Not Enough Attractions...Jamaica Fun Farm's Determination to Increase Tourism





ROSE HALL, St James — Prime Minister Bruce Golding has mandated tourism management agencies to widen the search for foreign investment for the expansion of the attraction side of the local tourist industry.

Golding said he was not convinced there were enough first-rate attractions on the island and urged that focus not just be placed on hotel development.


"I am not satisfied that we have enough attractions to keep our visitors as excitingly engaged as we want them to be. We have seen impressive success of investment of attractions that are well-conceived, well-designed and well managed. You think of Chukka Cove, Dolphin Cove, you look at Margaritaville, you look at Mystic Mountain. These are attractions that have done well and are themselves becoming parts of the Jamaican brand name. But there is scope for so much more," Golding said.

To this end, the prime minister has challenged Tourism Minister Edmund Bartlett to expand to global levels the campaign for investment in local attractions.

"I want to suggest that there are other frontiers that beckon, that are waiting to be conquered. I have asked the minister of tourism as he goes around the world and as he promotes tourism, and as he promotes investments in hotel development, that he include in his promotions investment in attractions as well," Prime Minister Golding charged.

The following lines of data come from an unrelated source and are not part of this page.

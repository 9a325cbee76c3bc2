//! End-to-end game operations over the in-memory store.

use perilous_rules::{Difficulty, Phase};
use perilous_server::llm::OfflineGenerator;
use perilous_server::testing::FixedContent;
use perilous_server::{
    ContentGenerator, GameError, GameView, GenerationSettings, MemoryStore, Orchestrator,
    PlaySettings,
};
use proptest::prelude::*;
use std::sync::Arc;
use std::time::Duration;

fn orchestrator(content: FixedContent) -> Orchestrator {
    Orchestrator::new(
        Arc::new(MemoryStore::new()),
        Arc::new(content),
        PlaySettings::default().with_bot_think(Duration::ZERO),
    )
}

/// Two humans in a started game; returns the game id and both player ids.
async fn two_player_game(orch: &Orchestrator) -> (String, String, String) {
    let a = orch.create_game("Alice", Difficulty::Easy).await.unwrap();
    let b = orch.join_game(&a.game_id, "Bob").await.unwrap();
    orch.start_game(&a.game_id).await.unwrap();
    (a.game_id, a.player_id, b.player_id)
}

#[tokio::test]
async fn test_last_life_lost_ends_game_regardless_of_score() {
    let content =
        FixedContent::default().with_verdicts([true, false, false, true, false, true, false]);
    let orch = orchestrator(content);
    let (game, a, b) = two_player_game(&orch).await;

    // A scores 25, B is hurt.
    orch.submit_action(&game, &a, "I hide").await.unwrap();
    orch.pick_letter(&game, &a, "o").await.unwrap();
    orch.submit_action(&game, &b, "I run").await.unwrap();
    orch.continue_turn(&game).await.unwrap();

    // A drops to one life while B scores 20.
    orch.submit_action(&game, &a, "I wait").await.unwrap();
    orch.continue_turn(&game).await.unwrap();
    orch.submit_action(&game, &b, "I duck").await.unwrap();
    orch.pick_letter(&game, &b, "z").await.unwrap();
    orch.submit_action(&game, &a, "I wait again").await.unwrap();
    orch.continue_turn(&game).await.unwrap();
    orch.submit_action(&game, &b, "I duck again").await.unwrap();
    orch.pick_letter(&game, &b, "q").await.unwrap();

    let before = orch.public_state(&game, None).await.unwrap();
    let alice = &before.players[0];
    assert_eq!(alice.lives, 1);
    assert!(alice.score > before.players[1].score);

    let played = orch.submit_action(&game, &a, "I leap").await.unwrap();
    assert!(played.outcome.eliminated);
    assert_eq!(played.view.phase, Phase::GameOver);
    assert_eq!(played.view.winner_id.as_deref(), Some(b.as_str()));
}

#[tokio::test]
async fn test_wrong_player_rejected_and_state_unchanged() {
    let orch = orchestrator(FixedContent::default());
    let (game, _a, b) = two_player_game(&orch).await;
    let before = orch.public_state(&game, None).await.unwrap();

    for _ in 0..3 {
        let err = orch.submit_action(&game, &b, "I cut in").await.unwrap_err();
        assert!(matches!(err, GameError::NotYourTurn { .. }));
    }
    let err = orch
        .submit_action(&game, "no-such-player", "I cut in")
        .await
        .unwrap_err();
    assert!(matches!(err, GameError::NotYourTurn { .. }));

    let after = orch.public_state(&game, None).await.unwrap();
    assert_eq!(before, after);
}

#[tokio::test]
async fn test_wrong_phase_and_bad_input() {
    let orch = orchestrator(FixedContent::default());
    let (game, a, _b) = two_player_game(&orch).await;

    let err = orch.pick_letter(&game, &a, "e").await.unwrap_err();
    assert!(matches!(err, GameError::WrongPhase { .. }));

    let err = orch.submit_action(&game, &a, "   ").await.unwrap_err();
    assert!(matches!(err, GameError::InvalidInput(_)));

    orch.submit_action(&game, &a, "I hide").await.unwrap();
    let err = orch.pick_letter(&game, &a, "7").await.unwrap_err();
    assert!(matches!(err, GameError::InvalidInput(_)));

    let err = orch.continue_turn(&game).await.unwrap_err();
    assert!(matches!(err, GameError::WrongPhase { .. }));
}

#[tokio::test]
async fn test_duplicate_letter_rejected() {
    let orch = orchestrator(FixedContent::default());
    let (game, a, b) = two_player_game(&orch).await;

    orch.submit_action(&game, &a, "I hide").await.unwrap();
    orch.pick_letter(&game, &a, "e").await.unwrap();
    orch.submit_action(&game, &b, "I hide too").await.unwrap();
    let err = orch.pick_letter(&game, &b, "E").await.unwrap_err();
    assert!(matches!(err, GameError::DuplicateGuess('E')));
}

#[tokio::test]
async fn test_correct_guess_wins_and_wrong_guess_eliminates() {
    let orch = orchestrator(FixedContent::default());
    let a = orch.create_game("Alice", Difficulty::Easy).await.unwrap();
    let b = orch.join_game(&a.game_id, "Bob").await.unwrap();
    let c = orch.join_game(&a.game_id, "Cara").await.unwrap();
    let game = a.game_id.clone();
    orch.start_game(&game).await.unwrap();

    orch.submit_action(&game, &a.player_id, "I hide").await.unwrap();
    let played = orch
        .guess_phrase(&game, &a.player_id, "cold potato")
        .await
        .unwrap();
    assert!(!played.outcome.correct);
    assert!(!played.view.players[0].is_alive);
    assert_eq!(played.view.current_player_id.as_deref(), Some(b.player_id.as_str()));

    orch.submit_action(&game, &b.player_id, "I hide").await.unwrap();
    let played = orch
        .guess_phrase(&game, &b.player_id, "  hot   POTATO ")
        .await
        .unwrap();
    assert!(played.outcome.correct);
    assert_eq!(played.view.phase, Phase::GameOver);
    assert_eq!(played.view.winner_id.as_deref(), Some(b.player_id.as_str()));
    assert_ne!(played.view.winner_id.as_deref(), Some(c.player_id.as_str()));
}

#[tokio::test]
async fn test_lobby_rules() {
    let orch = orchestrator(FixedContent::default());
    let host = orch.create_game("Alice", Difficulty::Easy).await.unwrap();

    let err = orch.start_game(&host.game_id).await.unwrap_err();
    assert!(matches!(
        err,
        GameError::InsufficientPlayers { have: 1, need: 2 }
    ));

    let err = orch.join_game(&host.game_id, "alice").await.unwrap_err();
    assert!(matches!(err, GameError::InvalidInput(_)));

    for _ in 0..7 {
        orch.add_bot(&host.game_id).await.unwrap();
    }
    let err = orch.join_game(&host.game_id, "Late").await.unwrap_err();
    assert!(matches!(err, GameError::InvalidInput(_)));

    orch.start_game(&host.game_id).await.unwrap();
    let err = orch.add_bot(&host.game_id).await.unwrap_err();
    assert!(matches!(err, GameError::WrongPhase { .. }));
}

#[tokio::test]
async fn test_letters_serialize_in_pick_order() {
    let orch = orchestrator(FixedContent::default());
    let (game, a, b) = two_player_game(&orch).await;
    orch.submit_action(&game, &a, "I hide").await.unwrap();
    orch.pick_letter(&game, &a, "t").await.unwrap();
    orch.submit_action(&game, &b, "I hide").await.unwrap();
    orch.pick_letter(&game, &b, "h").await.unwrap();

    let view = orch.public_state(&game, Some(&a)).await.unwrap();
    let json = serde_json::to_value(&view).unwrap();
    assert_eq!(json["guessedLetters"], serde_json::json!(["T", "H"]));
    assert_eq!(json["revealedLetters"], serde_json::json!(["T", "H"]));
    assert_eq!(json["maskedPhrase"], "H_T __T_T_");
    assert_eq!(json["isYourTurn"], true);
}

fn history_window(seen: &[String]) -> &[String] {
    &seen[seen.len().saturating_sub(5)..]
}

#[tokio::test]
async fn test_scenarios_do_not_repeat_recent_ones() {
    let content = ContentGenerator::seeded(
        Arc::new(OfflineGenerator),
        Default::default(),
        GenerationSettings::default(),
        11,
    );
    let orch = Orchestrator::new(
        Arc::new(MemoryStore::new()),
        Arc::new(content),
        PlaySettings::default().with_bot_think(Duration::ZERO),
    );

    let mut advancements = 0;
    let mut games = 0;
    while advancements < 50 {
        games += 1;
        assert!(games <= 40, "too few advancements across {games} games");

        let lobby = orch.create_lobby(Difficulty::Hard).await.unwrap();
        for _ in 0..8 {
            orch.add_bot(&lobby.id).await.unwrap();
        }
        let mut view: GameView = orch.start_game(&lobby.id).await.unwrap();
        let mut shown = vec![view.current_scenario.clone().unwrap()];
        let mut round = view.round_number;

        while view.awaiting_bot {
            view = orch.bot_act(&lobby.id).await.unwrap().view;
            if view.round_number != round && view.phase != Phase::GameOver {
                round = view.round_number;
                let scenario = view.current_scenario.clone().unwrap();
                assert!(
                    !history_window(&shown).contains(&scenario),
                    "round {round} repeated a recent scenario"
                );
                shown.push(scenario);
                advancements += 1;
            }
        }
    }
}

proptest! {
    #![proptest_config(ProptestConfig::with_cases(32))]

    #[test]
    fn test_turn_rotates_to_a_living_player(
        players in 2usize..6,
        verdicts in proptest::collection::vec(any::<bool>(), 1..40),
    ) {
        let runtime = tokio::runtime::Runtime::new().unwrap();
        runtime.block_on(async {
            let orch = orchestrator(FixedContent::default().with_verdicts(verdicts.clone()));
            let lobby = orch.create_lobby(Difficulty::Medium).await.unwrap();
            for _ in 0..players {
                orch.add_bot(&lobby.id).await.unwrap();
            }
            let mut view = orch.start_game(&lobby.id).await.unwrap();
            let mut lives: Vec<u8> = view.players.iter().map(|p| p.lives).collect();

            for _ in 0..(verdicts.len() * 3) {
                if view.phase == Phase::GameOver {
                    break;
                }
                let before = view.current_player_id.clone();
                let round = view.round_number;
                view = orch.bot_act(&lobby.id).await.unwrap().view;

                for (player, old) in view.players.iter().zip(&lives) {
                    assert!(player.lives <= *old, "lives went up");
                }
                lives = view.players.iter().map(|p| p.lives).collect();

                if view.round_number > round && view.phase != Phase::GameOver {
                    let current = view.current_player_id.clone().unwrap();
                    assert_ne!(before.as_deref(), Some(current.as_str()));
                    let player = view.players.iter().find(|p| p.id == current).unwrap();
                    assert!(player.is_alive);
                }
            }

            if view.phase == Phase::GameOver {
                let winner = view.winner_id.clone().unwrap();
                assert!(view.players.iter().any(|p| p.id == winner));
            }
        });
    }
}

The prime minister was speaking Friday at the opening of the US$35million Montego Bay Convention Centre in time to host the premier regional tourism trade show, Caribbean Marketplace -- set to take place from January 16-18.

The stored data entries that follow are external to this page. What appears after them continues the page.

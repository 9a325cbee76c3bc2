//! Puzzle contract: the hidden phrase and its category hint.

use super::{Contract, Violation, text, verdict_of};
use crate::{ContentRules, Difficulty};
use serde::{Deserialize, Serialize};
use tracing::{debug, instrument};

const PHRASE: &str = "PHRASE";
const CATEGORY: &str = "CATEGORY";

/// A validated phrase and category pair.
#[derive(Debug, Clone, PartialEq, Eq, Serialize, Deserialize)]
pub struct GeneratedPuzzle {
    /// Uppercase letters and single spaces.
    pub phrase: String,
    /// Two to four word hint.
    pub category: String,
}

impl GeneratedPuzzle {
    /// Creates a puzzle from already-normalized parts.
    pub fn new(phrase: impl Into<String>, category: impl Into<String>) -> Self {
        Self {
            phrase: phrase.into(),
            category: category.into(),
        }
    }
}

#[derive(Debug, Deserialize)]
struct RawPuzzle {
    phrase: Option<String>,
    category: Option<String>,
}

/// Rules for a phrase of a given difficulty.
#[derive(Debug, Clone, Copy)]
pub struct PuzzleContract<'a> {
    rules: &'a ContentRules,
    difficulty: Difficulty,
    recent: &'a [String],
}

impl<'a> PuzzleContract<'a> {
    /// Creates a contract for `difficulty` that rejects any `recent` phrase.
    pub fn new(rules: &'a ContentRules, difficulty: Difficulty, recent: &'a [String]) -> Self {
        Self {
            rules,
            difficulty,
            recent,
        }
    }

    /// Difficulty this contract checks against.
    pub fn difficulty(&self) -> Difficulty {
        self.difficulty
    }

    /// Reads the raw phrase and category fields from a response.
    ///
    /// Accepts labelled lines in any layout or a JSON object.
    pub fn fields(&self, raw: &str) -> (Option<String>, Option<String>) {
        if let Some(json) = text::json_object(raw)
            && let Ok(parsed) = serde_json::from_str::<RawPuzzle>(json)
        {
            return (parsed.phrase, parsed.category);
        }
        let mut fields = text::extract_fields(raw, &[PHRASE, CATEGORY]);
        (fields.remove(PHRASE), fields.remove(CATEGORY))
    }

    /// Normalizes and validates a raw phrase field.
    ///
    /// # Errors
    ///
    /// Returns every rule the phrase breaks.
    #[instrument(skip(self))]
    pub fn accept_phrase(&self, raw_phrase: &str) -> Result<String, Vec<Violation>> {
        let cleaned = text::strip_decorations(raw_phrase)
            .trim_end_matches(['.', '!', '?'])
            .to_string();
        let cleaned = text::collapse_whitespace(&cleaned);
        if cleaned.is_empty() {
            return Err(vec![Violation::new("format", "the PHRASE field was empty")]);
        }

        let mut violations = Vec::new();
        if let Some(noun) = proper_noun(&cleaned) {
            violations.push(Violation::new(
                "proper-noun",
                format!("do not use proper nouns such as \"{noun}\""),
            ));
        }

        let phrase = cleaned.to_uppercase();
        violations.extend(self.phrase_violations(&phrase));
        verdict_of(violations)?;
        Ok(phrase)
    }

    fn phrase_violations(&self, phrase: &str) -> Vec<Violation> {
        let mut violations = Vec::new();

        if !phrase.chars().all(|c| c.is_ascii_uppercase() || c == ' ')
            || phrase.contains("  ")
            || phrase.trim() != phrase
        {
            violations.push(Violation::new(
                "charset",
                "the phrase may contain only letters A-Z separated by single spaces",
            ));
        }

        let words = text::word_count(phrase);
        let range = self.rules.phrase_words(self.difficulty);
        if !range.contains(words) {
            violations.push(Violation::new(
                "word-count",
                format!(
                    "a {} phrase must have {range} words, not {words}",
                    self.difficulty
                ),
            ));
        }

        if self
            .recent
            .iter()
            .any(|seen| text::normalize(seen) == text::normalize(phrase))
        {
            violations.push(Violation::new("repeat", "this phrase was used recently"));
        }
        violations
    }

    /// Normalizes and validates a raw category field against its phrase.
    ///
    /// # Errors
    ///
    /// Returns every rule the category breaks.
    #[instrument(skip(self))]
    pub fn accept_category(&self, raw_category: &str, phrase: &str) -> Result<String, Vec<Violation>> {
        let category = text::collapse_whitespace(
            text::strip_decorations(raw_category).trim_end_matches(['.', '!']),
        );
        if category.is_empty() {
            return Err(vec![Violation::new("format", "the CATEGORY field was empty")]);
        }
        verdict_of(self.category_violations(&category, phrase))?;
        Ok(category)
    }

    fn category_violations(&self, category: &str, phrase: &str) -> Vec<Violation> {
        let mut violations = Vec::new();

        if !category
            .chars()
            .all(|c| c.is_alphabetic() || matches!(c, ' ' | '-' | '\'' | '&'))
        {
            violations.push(Violation::new(
                "category-charset",
                "the category may contain only words, no digits or symbols",
            ));
        }

        let words = text::word_count(category);
        let range = self.rules.category_words();
        if !range.contains(words) {
            violations.push(Violation::new(
                "category-length",
                format!("the category must have {range} words, not {words}"),
            ));
        }

        if self.rules.is_banned_category(category) {
            violations.push(Violation::new(
                "generic-category",
                format!("\"{category}\" is too generic; name a specific theme"),
            ));
        }

        let phrase_words = text::content_words(phrase);
        if let Some(shared) = text::content_words(category)
            .into_iter()
            .find(|word| phrase_words.contains(word))
        {
            violations.push(Violation::new(
                "paraphrase",
                format!("the category must not reuse the phrase's word \"{shared}\""),
            ));
        }
        violations
    }
}

/// Returns the first mid-phrase capitalized word when the phrase is mixed case.
fn proper_noun(phrase: &str) -> Option<&str> {
    let has_lower = phrase.chars().any(|c| c.is_lowercase());
    let has_upper = phrase.chars().any(|c| c.is_uppercase());
    if !(has_lower && has_upper) {
        return None;
    }
    phrase
        .split_whitespace()
        .skip(1)
        .find(|word| word.chars().next().is_some_and(char::is_uppercase))
}

impl Contract for PuzzleContract<'_> {
    type Value = GeneratedPuzzle;

    fn name(&self) -> &'static str {
        "puzzle"
    }

    #[instrument(skip(self, raw), fields(difficulty = %self.difficulty))]
    fn parse(&self, raw: &str) -> Result<GeneratedPuzzle, Vec<Violation>> {
        let (phrase, category) = self.fields(raw);
        let mut violations = Vec::new();
        if phrase.is_none() {
            violations.push(Violation::new("format", "missing the PHRASE: line"));
        }
        if category.is_none() {
            violations.push(Violation::new("format", "missing the CATEGORY: line"));
        }
        let (Some(phrase), Some(category)) = (phrase, category) else {
            return Err(violations);
        };

        let phrase = self.accept_phrase(&phrase)?;
        let category = text::collapse_whitespace(
            text::strip_decorations(&category).trim_end_matches(['.', '!']),
        );
        debug!(phrase = %phrase, category = %category, "Parsed puzzle");
        Ok(GeneratedPuzzle { phrase, category })
    }

    fn validate(&self, value: &GeneratedPuzzle) -> Result<(), Vec<Violation>> {
        let mut violations = self.phrase_violations(&value.phrase);
        violations.extend(self.category_violations(&value.category, &value.phrase));
        verdict_of(violations)
    }
}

"In so many things we offer a little of this, and a little of that. We can do so much more, we can do so much better than this kind of knick-knacks approach. And it is a challenge that I throw out to the Ministry of Tourism, to the JTB (Jamaica Tourist Board), to the TPDCo (Tourism Product Developent Company) to the Tourism Enhancement Fund, let us expand Ed Bartlett's big thinking," Golding argued.

"Let's look at areas of tourism that perhaps we have never conceived in any serious ways before and let us see what may not yet be within our grasp but within our reach if we simply reach out far enough. Let's do the evaluation, the analysis, let's study the market, let's stretch our possibilities. We're gonna build a strategy to bring not just more tourists to Jamaica, but more tourists of different types, of different interests," he said.